* **DATA FOR PROCESSING**
# # #
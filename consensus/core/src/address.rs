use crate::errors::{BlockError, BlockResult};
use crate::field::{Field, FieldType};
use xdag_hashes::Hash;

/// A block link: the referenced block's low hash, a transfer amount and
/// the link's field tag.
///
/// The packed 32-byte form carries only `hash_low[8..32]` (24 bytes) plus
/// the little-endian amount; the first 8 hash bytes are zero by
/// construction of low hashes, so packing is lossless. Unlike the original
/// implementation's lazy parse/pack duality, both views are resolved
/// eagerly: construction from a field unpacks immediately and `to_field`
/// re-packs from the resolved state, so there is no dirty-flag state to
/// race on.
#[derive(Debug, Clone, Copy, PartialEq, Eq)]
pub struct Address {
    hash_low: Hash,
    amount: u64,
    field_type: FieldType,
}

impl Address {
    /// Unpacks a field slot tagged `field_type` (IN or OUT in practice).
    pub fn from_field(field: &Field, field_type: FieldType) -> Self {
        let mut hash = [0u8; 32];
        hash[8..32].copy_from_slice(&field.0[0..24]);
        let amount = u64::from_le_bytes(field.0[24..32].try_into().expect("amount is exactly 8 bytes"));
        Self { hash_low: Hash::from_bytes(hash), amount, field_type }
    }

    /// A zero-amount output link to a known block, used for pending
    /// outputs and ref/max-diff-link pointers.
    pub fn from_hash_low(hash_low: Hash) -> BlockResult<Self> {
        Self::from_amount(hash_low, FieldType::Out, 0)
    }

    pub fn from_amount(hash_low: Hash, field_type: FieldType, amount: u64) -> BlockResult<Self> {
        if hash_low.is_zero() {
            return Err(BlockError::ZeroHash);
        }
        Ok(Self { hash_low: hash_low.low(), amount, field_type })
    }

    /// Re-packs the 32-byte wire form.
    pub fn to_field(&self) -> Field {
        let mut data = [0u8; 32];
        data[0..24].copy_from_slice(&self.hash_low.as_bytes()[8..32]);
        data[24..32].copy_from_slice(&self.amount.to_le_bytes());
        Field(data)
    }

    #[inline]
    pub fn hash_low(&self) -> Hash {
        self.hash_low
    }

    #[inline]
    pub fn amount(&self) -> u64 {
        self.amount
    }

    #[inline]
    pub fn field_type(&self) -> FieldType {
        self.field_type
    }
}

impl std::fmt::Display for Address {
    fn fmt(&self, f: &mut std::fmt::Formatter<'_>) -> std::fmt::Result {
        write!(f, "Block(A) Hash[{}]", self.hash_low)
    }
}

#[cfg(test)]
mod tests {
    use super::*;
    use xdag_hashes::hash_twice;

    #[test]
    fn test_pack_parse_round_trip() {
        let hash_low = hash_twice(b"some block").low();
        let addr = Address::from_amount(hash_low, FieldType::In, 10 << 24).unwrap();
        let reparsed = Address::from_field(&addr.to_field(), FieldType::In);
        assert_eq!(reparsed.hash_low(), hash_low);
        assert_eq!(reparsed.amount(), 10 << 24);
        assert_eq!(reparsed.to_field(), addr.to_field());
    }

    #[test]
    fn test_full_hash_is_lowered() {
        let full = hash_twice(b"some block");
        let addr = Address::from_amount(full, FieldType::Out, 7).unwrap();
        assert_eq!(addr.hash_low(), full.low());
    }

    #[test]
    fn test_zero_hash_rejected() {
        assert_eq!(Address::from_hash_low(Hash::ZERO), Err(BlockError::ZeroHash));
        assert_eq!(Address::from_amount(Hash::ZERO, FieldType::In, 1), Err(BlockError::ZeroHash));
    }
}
# # #
* **PROBLEM REQUIREMENTS**
Return every line of the material in which the word "BlockResult" is found.

* **ANSWER FOR THIS EXERCISE**
use crate::errors::{BlockError, BlockResult};
    pub fn from_hash_low(hash_low: Hash) -> BlockResult<Self> {
    pub fn from_amount(hash_low: Hash, field_type: FieldType, amount: u64) -> BlockResult<Self> {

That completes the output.